1. When sitting there zoning out, what do you think about? What runs through your head? Think about times when you are most likely to have that quiet time to think - like the shower, or driving in the car, or whatever.

My husband insists that he thinks about NOTHING. That his mind is totally blank and shut off. I have visions of Homer Simpson in my head when he says this. Is it true? Or do you think about things that you just don't want to repeat out loud to me (like banging the neighbor, for example)?

2. Is it fair for me to assume that if you don't voice an opinion to me about something, that you don't have one and I shouldn't beg you for a response? Examples - what we are having for dinner, what groceries we buy, what kind of furniture we get, where we go to dinner with our friends, etc. If you don't speak up and say something, is it OK to carry on and make all of these decisions without you, or is that running you over completely?
1. Sometimes it really is nothing, totally blank. Other times it's things I'm stressed about, like work or bills or deadlines. And yes, sometimes I'm thinking about something I just don't want to share. It could be about banging the neighbor, but more often than not it's about doing things with the wife that she refuses to do.....and I just know that if I say it outloud she'll be pissed and I'm never getting it anyway so why bother talking about it.

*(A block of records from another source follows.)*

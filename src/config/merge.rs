use crate::config::types::*;

/// Trait for merging optional configuration values
pub trait Merge<T> {
    fn merge(self, other: T) -> T;
}

impl<T> Merge<Option<T>> for Option<T> {
    fn merge(self, other: Option<T>) -> Option<T> {
        other.or(self)
    }
}

fn merge_sections<T>(a: Option<T>, b: Option<T>, merge_with: impl FnOnce(T, T) -> T) -> Option<T> {
    match (a, b) {
        (None, None) => None,
        (Some(a), None) => Some(a),
        (None, Some(b)) => Some(b),
        (Some(a), Some(b)) => Some(merge_with(a, b)),
    }
}

impl Merge<ConfigInput> for ConfigInput {
    fn merge(self, other: ConfigInput) -> ConfigInput {
        ConfigInput {
            database: merge_sections(self.database, other.database, DatabaseInput::merge_with),
            migrations: merge_sections(
                self.migrations,
                other.migrations,
                MigrationsInput::merge_with,
            ),
            cli: merge_sections(self.cli, other.cli, CliInput::merge_with),
        }
    }
}

// Field-wise merges: the later layer wins per field
impl DatabaseInput {
    pub fn merge_with(self, other: DatabaseInput) -> DatabaseInput {
        DatabaseInput {
            url: self.url.merge(other.url),
            ledger_table: self.ledger_table.merge(other.ledger_table),
        }
    }
}

impl MigrationsInput {
    pub fn merge_with(self, other: MigrationsInput) -> MigrationsInput {
        MigrationsInput {
            root: self.root.merge(other.root),
            extension: self.extension.merge(other.extension),
            dev: self.dev.merge(other.dev),
        }
    }
}

impl CliInput {
    pub fn merge_with(self, other: CliInput) -> CliInput {
        CliInput {
            stages: self.stages.merge(other.stages),
            refresh_stages: self.refresh_stages.merge(other.refresh_stages),
            only: self.only.merge(other.only),
            exclude: self.exclude.merge(other.exclude),
            allow_new: self.allow_new.merge(other.allow_new),
        }
    }
}
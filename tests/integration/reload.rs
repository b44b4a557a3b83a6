use crate::helpers::project::{TestProject, keys, main_stage};
use sqlstage::{MemorySource, MigrationError, MigrationFs, MigrationOptions, Migrator};
use std::io;
use std::path::{Path, PathBuf};
use std::sync::Arc;
use std::sync::atomic::{AtomicBool, Ordering};

fn all() -> MigrationOptions {
    MigrationOptions::default()
}

#[tokio::test]
async fn test_catalog_is_cached_without_dev_mode() {
    let project = TestProject::new();
    project.migration(10, "a", &main_stage("CREATE TABLE a (id INT);", ""));
    let source = MemorySource::new();
    let migrator = project.migrator(&source).await;

    project.migration(20, "b", &main_stage("CREATE TABLE b (id INT);", ""));
    let report = migrator.up(&["main"], &all()).await.unwrap();
    assert_eq!(report.pairs(), vec![("main", "a")]);

    // An explicit load picks the new file up
    migrator.load().await.unwrap();
    let report = migrator.up(&["main"], &all()).await.unwrap();
    assert_eq!(report.pairs(), vec![("main", "b")]);
}

#[tokio::test]
async fn test_dev_mode_reloads_before_each_call() {
    let project = TestProject::new();
    project.migration(10, "a", &main_stage("CREATE TABLE a (id INT);", ""));
    let source = MemorySource::new();
    let migrator = project.builder(&source).dev(true).build().await.unwrap();
    migrator.initialize().await.unwrap();
    assert!(migrator.is_dev());

    migrator.up(&["main"], &all()).await.unwrap();
    project.migration(20, "b", &main_stage("CREATE TABLE b (id INT);", ""));

    let report = migrator.up(&["main"], &all()).await.unwrap();
    assert_eq!(report.pairs(), vec![("main", "b")]);
    assert_eq!(source.ledger().await, keys("main", &["a", "b"]));
}

#[tokio::test]
async fn test_malformed_and_foreign_files_are_ignored() {
    let project = TestProject::new();
    project.write("migration.sql", &main_stage("CREATE TABLE x (id INT);", ""));
    project.write("10-notes.txt", "not sql");
    project.write("tenant/20-nested.sql", &main_stage("CREATE TABLE n (id INT);", ""));
    let source = MemorySource::new();
    let migrator = project.migrator(&source).await;

    let files = migrator.files().await;
    assert_eq!(files.len(), 1);
    assert_eq!(files[0].name(), "nested");
    assert_eq!(files[0].timestamp(), 20);
}

#[tokio::test]
async fn test_extension_setting() {
    let project = TestProject::new();
    project.write("10-a.pgsql", &main_stage("CREATE TABLE a (id INT);", ""));
    project.write("20-b.sql", &main_stage("CREATE TABLE b (id INT);", ""));
    let source = MemorySource::new();
    let migrator = project
        .builder(&source)
        .extension(".pgsql")
        .build()
        .await
        .unwrap();

    assert_eq!(migrator.extension(), "pgsql");
    let names: Vec<String> = migrator
        .files()
        .await
        .iter()
        .map(|f| f.name().to_string())
        .collect();
    assert_eq!(names, vec!["a"]);
}

#[tokio::test]
async fn test_non_utf8_file_fails_the_load() {
    let project = TestProject::new();
    project.migration(10, "a", &main_stage("CREATE TABLE a (id INT);", ""));
    let source = MemorySource::new();
    let migrator = project.migrator(&source).await;

    let latin1 = project.root.join("20-latin1.sql");
    std::fs::write(&latin1, b"-- { up: main }\nINSERT INTO t VALUES ('caf\xe9');\n").unwrap();

    let err = migrator.load().await.unwrap_err();
    match &err {
        MigrationError::Io { path, source } => {
            assert_eq!(path, &latin1);
            assert_eq!(source.kind(), io::ErrorKind::InvalidData);
        }
        other => panic!("expected io error, got {other:?}"),
    }
    assert_eq!(migrator.files().await.len(), 1);

    // A fresh migrator refuses to start on the same tree
    assert!(matches!(
        project.builder(&source).build().await,
        Err(MigrationError::Io { .. })
    ));

    let report = migrator.up(&["main"], &all()).await.unwrap();
    assert_eq!(report.pairs(), vec![("main", "a")]);
    assert_eq!(source.scripts().await, vec!["CREATE TABLE a (id INT);"]);
}

/// Serves files from disk until told to fail
struct FlakyFs {
    root: PathBuf,
    failing: AtomicBool,
}

impl MigrationFs for FlakyFs {
    fn lookup(&self, root: &Path, extension: &str) -> io::Result<Vec<PathBuf>> {
        sqlstage::LocalFs.lookup(root, extension)
    }

    fn read(&self, path: &Path) -> io::Result<String> {
        if self.failing.load(Ordering::SeqCst) && path.starts_with(&self.root) {
            return Err(io::Error::new(io::ErrorKind::PermissionDenied, "denied"));
        }
        sqlstage::LocalFs.read(path)
    }
}

#[tokio::test]
async fn test_failed_load_keeps_previous_catalog() {
    let project = TestProject::new();
    project.migration(10, "a", &main_stage("CREATE TABLE a (id INT);", ""));
    let fs = Arc::new(FlakyFs {
        root: project.root.clone(),
        failing: AtomicBool::new(false),
    });
    let source = MemorySource::new();
    let migrator = Migrator::builder(Arc::new(source.clone()))
        .root(&project.root)
        .filesystem(fs.clone())
        .build()
        .await
        .unwrap();
    migrator.initialize().await.unwrap();

    project.migration(20, "b", &main_stage("CREATE TABLE b (id INT);", ""));
    fs.failing.store(true, Ordering::SeqCst);

    let err = migrator.load().await.unwrap_err();
    assert!(matches!(err, MigrationError::Io { .. }));
    assert_eq!(migrator.files().await.len(), 1);

    // Engine keeps working off the old catalog
    let report = migrator.up(&["main"], &all()).await.unwrap();
    assert_eq!(report.pairs(), vec![("main", "a")]);
}

#[tokio::test]
async fn test_removed_file_keeps_its_ledger_row() {
    let project = TestProject::new();
    project.migration(10, "a", &main_stage("CREATE TABLE a (id INT);", "DROP TABLE a;"));
    project.migration(20, "b", &main_stage("CREATE TABLE b (id INT);", "DROP TABLE b;"));
    let source = MemorySource::new();
    let migrator = project.migrator(&source).await;
    migrator.up(&["main"], &all()).await.unwrap();

    project.remove("20-b.sql");
    migrator.load().await.unwrap();

    // Only files in the catalog can be rolled back
    let report = migrator.down(&["main"], &all()).await.unwrap();
    assert_eq!(report.pairs(), vec![("main", "a")]);
    assert_eq!(source.ledger().await, keys("main", &["b"]));
}
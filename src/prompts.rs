use anyhow::Result;
use dialoguer::Input;
use std::io::IsTerminal;

/// Use `value` when given, otherwise ask for it on an interactive terminal.
/// Both paths run `validator` on the trimmed input.
pub fn prompt_required_string_with_validation<F>(
    value: Option<&str>,
    prompt_message: &str,
    validator: F,
) -> Result<String>
where
    F: Fn(&str) -> Result<(), String>,
{
    match value {
        Some(val) => {
            let val = val.trim();
            if let Err(e) = validator(val) {
                return Err(anyhow::anyhow!("Invalid value '{}': {}", val, e));
            }
            Ok(val.to_string())
        }
        None if !std::io::stdin().is_terminal() => Err(anyhow::anyhow!(
            "{} (no terminal to prompt on; pass it as an argument)",
            prompt_message
        )),
        None => {
            let input: String = Input::new()
                .with_prompt(prompt_message)
                .validate_with(|input: &String| validator(input.trim()))
                .interact_text()?;

            Ok(input.trim().to_string())
        }
    }
}

/// Validation for migration names typed by the user. A name may be prefixed
/// with a relative directory (`tenant/add users`).
pub fn validate_migration_name(input: &str) -> Result<(), String> {
    if input.is_empty() {
        return Err("Name cannot be empty".to_string());
    }
    if input.contains('\\') {
        return Err("Use '/' to separate directories".to_string());
    }
    if input.starts_with('/') || input.split('/').any(|part| part == "..") {
        return Err("Name must stay inside the migrations directory".to_string());
    }

    let name = input.rsplit('/').next().unwrap_or(input);
    if name.len() > 100 {
        return Err("Name must be 100 characters or less".to_string());
    }
    if !name.chars().any(|c| c.is_ascii_alphanumeric()) {
        return Err("Name must contain at least one letter or digit".to_string());
    }
    Ok(())
}
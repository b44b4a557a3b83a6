use clap::Args;
use serde::{Deserialize, Serialize};

/// Raw configuration input - all fields Optional for merging
#[derive(Debug, Clone, Default, Deserialize, Serialize)]
pub struct ConfigInput {
    pub database: Option<DatabaseInput>,
    pub migrations: Option<MigrationsInput>,
    pub cli: Option<CliInput>,
}

/// Resolved configuration with all defaults applied
#[derive(Debug, Clone, Default)]
pub struct Config {
    pub database: Database,
    pub migrations: Migrations,
    pub cli: Cli,
}

// Database configuration
#[derive(Debug, Clone, Default, Deserialize, Serialize)]
pub struct DatabaseInput {
    pub url: Option<String>,
    pub ledger_table: Option<String>,
}

#[derive(Debug, Clone)]
pub struct Database {
    /// `None` until a URL is given in the file, on the command line or in `DATABASE_URL`
    pub url: Option<String>,
    pub ledger_table: String,
}

// Migration file configuration
#[derive(Debug, Clone, Default, Deserialize, Serialize)]
pub struct MigrationsInput {
    pub root: Option<String>,
    pub extension: Option<String>,
    pub dev: Option<bool>,
}

#[derive(Debug, Clone)]
pub struct Migrations {
    pub root: String,
    pub extension: String,
    /// Reload migration files before every command
    pub dev: bool,
}

// Command defaults
#[derive(Debug, Clone, Default, Deserialize, Serialize)]
pub struct CliInput {
    pub stages: Option<Vec<String>>,
    pub refresh_stages: Option<Vec<String>>,
    pub only: Option<Vec<String>>,
    pub exclude: Option<Vec<String>>,
    pub allow_new: Option<bool>,
}

#[derive(Debug, Clone, Default)]
pub struct Cli {
    pub stages: Vec<String>,
    pub refresh_stages: Vec<String>,
    pub only: Vec<String>,
    pub exclude: Vec<String>,
    pub allow_new: bool,
}

// CLI argument groups shared by the migration commands
#[derive(Debug, Clone, Default, Args)]
pub struct DatabaseArgs {
    #[arg(long, help = "Database URL (postgres:// or mysql://)")]
    pub database_url: Option<String>,

    #[arg(long, help = "Ledger table name")]
    pub ledger_table: Option<String>,
}

#[derive(Debug, Clone, Default, Args)]
pub struct MigrationsArgs {
    #[arg(long, help = "Migrations directory path")]
    pub migrations_dir: Option<String>,

    #[arg(long, help = "Migration file extension")]
    pub extension: Option<String>,

    #[arg(long, help = "Reload migration files before running")]
    pub dev: bool,
}

// Conversion functions from CLI args to config input
impl From<DatabaseArgs> for DatabaseInput {
    fn from(args: DatabaseArgs) -> Self {
        Self {
            url: args.database_url,
            ledger_table: args.ledger_table,
        }
    }
}

impl From<MigrationsArgs> for MigrationsInput {
    fn from(args: MigrationsArgs) -> Self {
        Self {
            root: args.migrations_dir,
            extension: args.extension,
            // Absent flag leaves the file setting alone
            dev: if args.dev { Some(true) } else { None },
        }
    }
}
use crate::helpers::project::{TestProject, keys, main_stage};
use async_trait::async_trait;
use sqlstage::{
    MemorySource, MigrationError, MigrationOptions, MigrationSource, Phase, Row, SourceError,
    SourceTransaction,
};
use std::sync::Arc;
use std::time::Duration;

fn all() -> MigrationOptions {
    MigrationOptions::default()
}

#[tokio::test]
async fn test_failed_up_rolls_back_the_whole_call() {
    let project = TestProject::new();
    project.migration(10, "a", &main_stage("CREATE TABLE a (id INT);", "DROP TABLE a;"));
    project.migration(20, "b", &main_stage("CREATE TABLE b (id INT); BROKEN", "DROP TABLE b;"));
    project.migration(30, "c", &main_stage("CREATE TABLE c (id INT);", "DROP TABLE c;"));
    let source = MemorySource::new().failing_on("BROKEN");
    let migrator = project.migrator(&source).await;

    let err = migrator.up(&["main"], &all()).await.unwrap_err();
    match &err {
        MigrationError::Execution {
            name, stage, phase, ..
        } => {
            assert_eq!(name, "b");
            assert_eq!(stage, "main");
            assert_eq!(*phase, Phase::Apply);
        }
        other => panic!("expected execution error, got {other:?}"),
    }
    assert!(err.to_string().contains("'b'"));

    assert!(source.ledger().await.is_empty());
    assert!(source.scripts().await.is_empty());
}

#[tokio::test]
async fn test_failed_refresh_leaves_ledger_untouched() {
    let project = TestProject::new();
    project.migration(10, "a", &main_stage("CREATE TABLE a (id INT);", "DROP TABLE a;"));
    let b = project.migration(20, "b", &main_stage("CREATE TABLE b (id INT);", "DROP TABLE b;"));
    let source = MemorySource::new().failing_on("BROKEN");
    let migrator = project
        .builder(&source)
        .dev(true)
        .build()
        .await
        .unwrap();
    migrator.initialize().await.unwrap();
    migrator.up(&["main"], &all()).await.unwrap();
    let before = source.ledger().await;
    let scripts_before = source.scripts().await;

    // The second file's up script now fails after both down scripts ran
    std::fs::write(&b, main_stage("CREATE TABLE b (id INT); BROKEN", "DROP TABLE b;")).unwrap();

    let err = migrator.refresh(&["main"], &all()).await.unwrap_err();
    assert!(matches!(
        err,
        MigrationError::Execution { ref name, phase: Phase::Apply, .. } if name == "b"
    ));

    assert_eq!(source.ledger().await, before);
    assert_eq!(source.scripts().await, scripts_before);
    assert_eq!(before, keys("main", &["a", "b"]));
}

#[tokio::test]
async fn test_failed_down_reports_rollback_phase() {
    let project = TestProject::new();
    project.migration(10, "a", &main_stage("CREATE TABLE a (id INT);", "DROP TABLE a; BROKEN"));
    project.migration(20, "b", &main_stage("CREATE TABLE b (id INT);", "DROP TABLE b;"));
    let source = MemorySource::new().failing_on("BROKEN");
    let migrator = project.migrator(&source).await;
    migrator.up(&["main"], &all()).await.unwrap();

    let err = migrator.down(&["main"], &all()).await.unwrap_err();
    assert!(matches!(
        err,
        MigrationError::Execution { ref name, phase: Phase::Rollback, .. } if name == "a"
    ));
    // b was rolled back first but the transaction discarded it
    assert_eq!(source.ledger().await, keys("main", &["a", "b"]));
}

#[tokio::test]
async fn test_transaction_timeout() {
    let project = TestProject::new();
    project.migration(10, "slow", &main_stage("SELECT pg_sleep(1);", ""));
    let source = MemorySource::new().with_latency(Duration::from_millis(500));
    let migrator = project
        .builder(&source)
        .transaction_timeout(Duration::from_millis(50))
        .build()
        .await
        .unwrap();
    migrator.initialize().await.unwrap();

    let err = migrator.up(&["main"], &all()).await.unwrap_err();
    assert!(matches!(
        err,
        MigrationError::Timeout {
            operation: "up",
            ..
        }
    ));

    // The abandoned transaction was dropped and its changes discarded
    assert!(source.ledger().await.is_empty());
    assert!(source.scripts().await.is_empty());
}

#[tokio::test]
async fn test_zero_timeout_is_rejected() {
    let project = TestProject::new();
    let source = MemorySource::new();

    let result = project
        .builder(&source)
        .ledger_timeout(Duration::ZERO)
        .build()
        .await;
    assert!(matches!(result, Err(MigrationError::InvalidOption(_))));
}

#[tokio::test]
async fn test_invalid_ledger_table_is_rejected() {
    let project = TestProject::new();
    let source = MemorySource::new();

    let result = project
        .builder(&source)
        .ledger_table("migrations; DROP TABLE users")
        .build()
        .await;
    assert!(matches!(result, Err(MigrationError::InvalidOption(_))));
}

#[tokio::test]
async fn test_up_before_initialize_fails() {
    let project = TestProject::new();
    project.migration(10, "a", &main_stage("CREATE TABLE a (id INT);", ""));
    let source = MemorySource::new();
    let migrator = project.builder(&source).build().await.unwrap();

    assert!(migrator.up(&["main"], &all()).await.is_err());
    assert!(!source.has_ledger_table().await);
}

/// Source whose ledger reads never see committed rows, as when another
/// process applies the same migration between our read and our insert
struct StaleReads(MemorySource);

#[async_trait]
impl MigrationSource for StaleReads {
    fn backend(&self) -> &'static str {
        "stale"
    }

    fn placeholder(&self, position: usize) -> String {
        self.0.placeholder(position)
    }

    fn quote_identifier(&self, ident: &str) -> String {
        self.0.quote_identifier(ident)
    }

    async fn exec(&self, sql: &str, args: &[&str]) -> Result<(), SourceError> {
        self.0.exec(sql, args).await
    }

    async fn scan(&self, _sql: &str, _args: &[&str]) -> Result<Vec<Row>, SourceError> {
        Ok(Vec::new())
    }

    async fn begin(&self) -> Result<Box<dyn SourceTransaction>, SourceError> {
        self.0.begin().await
    }
}

#[tokio::test]
async fn test_duplicate_ledger_row_surfaces_constraint_violation() {
    let project = TestProject::new();
    project.migration(10, "a", &main_stage("CREATE TABLE a (id INT);", ""));
    let memory = MemorySource::new();
    let migrator = sqlstage::Migrator::builder(Arc::new(StaleReads(memory.clone())))
        .root(&project.root)
        .build()
        .await
        .unwrap();
    migrator.initialize().await.unwrap();

    migrator.up(&["main"], &all()).await.unwrap();
    let err = migrator.up(&["main"], &all()).await.unwrap_err();

    assert!(err.is_constraint_violation());
    assert!(matches!(err, MigrationError::Execution { phase: Phase::Apply, .. }));
    assert_eq!(memory.ledger().await, keys("main", &["a"]));
    assert_eq!(memory.scripts().await.len(), 1);
}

2. I always have an opinion. If I don't voice it then it's usually because I think you won't like it and my opinion is not strong enough for me to care either way. If I want fish and you want steak, I'm not going to argue about it cause let's face it; steak is pretty damn good. If I have a strong opinion, then you'll know it. When we were finishing our house my wife kept bugging me about what shades I wanted for the windows. Ya, I saw one in the samples I liked but honestly I didn't want to make the decision and then hear about how much she hates them for the next 5 years. So I refused to make the decision. But then she couldn't make up her mind, so finally I just ordered the ones I liked. I think that's what she wanted in the first place. She'd rather I was responsible for choosing so she can complain about it.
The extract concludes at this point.